South Africa’s domestic white maize market, whose prices have increased notably, could see consumption reaching 6.6 million tonnes in the 2020/21 marketing year, against the production of 8.5 million tonnes. Meanwhile, yellow maize consumption is estimated at 4.8 million tonnes, against an output of 6.3 million tonnes. This data clearly shows that South Africa has more than enough maize in the marketing year, which begins in May 2020 and ends in April 2021. The country will have at least 2.4 million tonnes available as an exportable surplus.
Therefore, prices could pull back as soon as early producer deliveries come into the market to replenish stocks. We believe this could be towards the end of April 2020. Prices could then decline further towards long term average levels of around R2 400 per tonne or below. Ordinarily, with the second biggest maize harvest on record expected, maize prices would be expected to fall to levels below R2 000 per tonne. However, we doubt this will be the case due to a weakening of the Rand to the US Dollar (refer to the discussion above about the exchange rate influence).

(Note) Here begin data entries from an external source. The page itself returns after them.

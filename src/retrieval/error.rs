//! Retrieval error taxonomy

use thiserror::Error;

use crate::router::RouterError;

/// Errors surfaced by Retrieval to its callers (Conductor).
#[derive(Debug, Error)]
pub enum RetrievalError {
    #[error("goal is empty")]
    EmptyGoal,

    #[error("embedding failed: {0}")]
    Embed(#[from] RouterError),

    #[error("store error: {0}")]
    Store(String),
}
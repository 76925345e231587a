//! State management with actor pattern
//!
//! StateManager owns the TaskStore and processes messages via channels,
//! providing thread-safe access to persistent state.

mod manager;
mod messages;
mod recovery;

pub use manager::StateManager;
pub use messages::{StateCommand, StateError, StateResponse};
pub use recovery::{get_stuck_tasks, scan_for_recovery, sweep_stuck_tasks, RecoveryStats};
async fn actor_loop(mut store: Store, mut rx: mpsc::Receiver<StateCommand>) {
    debug!("state actor_loop: started");
    while let Some(cmd) = rx.recv().await {
        match cmd {
            StateCommand::CreateTask { task, reply } => {
                let result = store.create(task).map_err(|e| StateError::StoreError(e.to_string()));
                let _ = reply.send(result);
            }
            StateCommand::GetTask { id, reply } => {
                let result = store.get::<Task>(&id).map_err(|e| StateError::StoreError(e.to_string()));
                let _ = reply.send(result);
            }
            StateCommand::UpdateTask { task, reply } => {
                let result = store.update(task).map_err(|e| StateError::StoreError(e.to_string()));
                let _ = reply.send(result);
            }
            StateCommand::UpdateTaskIf { task, guard, reply } => {
                let result = store.update_if(task, &guard).map_err(|e| StateError::StoreError(e.to_string()));
                let _ = reply.send(result);
            }
            StateCommand::ClaimTask { task, reply } => {
                let result = store.update_if_absent(task, "assignee").map_err(|e| StateError::StoreError(e.to_string()));
                let _ = reply.send(result);
            }
            StateCommand::ListTasks { filters, reply } => {
                let result = store.list::<Task>(&filters).map_err(|e| StateError::StoreError(e.to_string()));
                let _ = reply.send(result);
            }
            StateCommand::DeleteTask { id, reply } => {
                let result = store.delete::<Task>(&id).map_err(|e| StateError::StoreError(e.to_string()));
                let _ = reply.send(result);
            }

            StateCommand::CreateExpert { expert, reply } => {
                let result = store.create(expert).map_err(|e| StateError::StoreError(e.to_string()));
                let _ = reply.send(result);
            }
            StateCommand::GetExpert { name, reply } => {
                let result = store.get::<Expert>(&name).map_err(|e| StateError::StoreError(e.to_string()));
                let _ = reply.send(result);
            }
            StateCommand::UpdateExpert { expert, reply } => {
                let result = store.update(expert).map_err(|e| StateError::StoreError(e.to_string()));
                let _ = reply.send(result);
            }
            StateCommand::ListExperts { filters, reply } => {
                let result = store.list::<Expert>(&filters).map_err(|e| StateError::StoreError(e.to_string()));
                let _ = reply.send(result);
            }

            StateCommand::CreateKnowledgeNode { node, reply } => {
                let result = store.create(node).map_err(|e| StateError::StoreError(e.to_string()));
                let _ = reply.send(result);
            }
            StateCommand::GetKnowledgeNode { id, reply } => {
                let result = store.get::<KnowledgeNode>(&id).map_err(|e| StateError::StoreError(e.to_string()));
                let _ = reply.send(result);
            }
            StateCommand::UpdateKnowledgeNode { node, reply } => {
                let result = store.update(node).map_err(|e| StateError::StoreError(e.to_string()));
                let _ = reply.send(result);
            }
            StateCommand::ListKnowledgeNodes { filters, reply } => {
                let result = store.list::<KnowledgeNode>(&filters).map_err(|e| StateError::StoreError(e.to_string()));
                let _ = reply.send(result);
            }

            StateCommand::GetSessionExchange { id, reply } => {
                let result = store.get::<SessionExchange>(&id).map_err(|e| StateError::StoreError(e.to_string()));
                let _ = reply.send(result);
            }
            StateCommand::UpsertSessionExchange { session, reply } => {
                let result = match store.update(session.clone()) {
                    Ok(()) => Ok(()),
                    Err(_) => store.create(session).map(|_| ()).map_err(|e| StateError::StoreError(e.to_string())),
                };
                let _ = reply.send(result);
            }

            StateCommand::CreateBoardDecision { decision, reply } => {
                let result = store.create(decision).map_err(|e| StateError::StoreError(e.to_string()));
                let _ = reply.send(result);
            }
            StateCommand::ListBoardDecisions { filters, reply } => {
                let result = store.list::<BoardDecision>(&filters).map_err(|e| StateError::StoreError(e.to_string()));
                let _ = reply.send(result);
            }

            StateCommand::Sync { reply } => {
                let result = store.sync().map_err(|e| StateError::StoreError(e.to_string()));
                let _ = reply.send(result);
            }
            StateCommand::RebuildIndexes { reply } => {
                let result = (|| {
                    let mut total = 0;
                    total += store.rebuild_indexes::<Task>()?;
                    total += store.rebuild_indexes::<Expert>()?;
                    total += store.rebuild_indexes::<KnowledgeNode>()?;
                    total += store.rebuild_indexes::<SessionExchange>()?;
                    total += store.rebuild_indexes::<BoardDecision>()?;
                    Ok(total)
                })()
                .map_err(|e: taskstore::StoreError| StateError::StoreError(e.to_string()));
                let _ = reply.send(result);
            }

            StateCommand::Shutdown => {
                debug!("state actor_loop: shutdown requested");
                break;
            }
        }
    }
    info!("state actor_loop: stopped");
}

If maize prices remain at current levels for at most than a month, as we suspect, there should be a minimal inflation pass-through to the consumer. This means the South Africa consumer will not necessarily be disadvantaged by the current volatility.
Against this backdrop, our preference would be that policymakers monitor these (white) maize price movements over the next two weeks, and there shouldn’t put any regulatory measures in place. We believe that there has been a market correction, and the price increases observed were a temporary blip.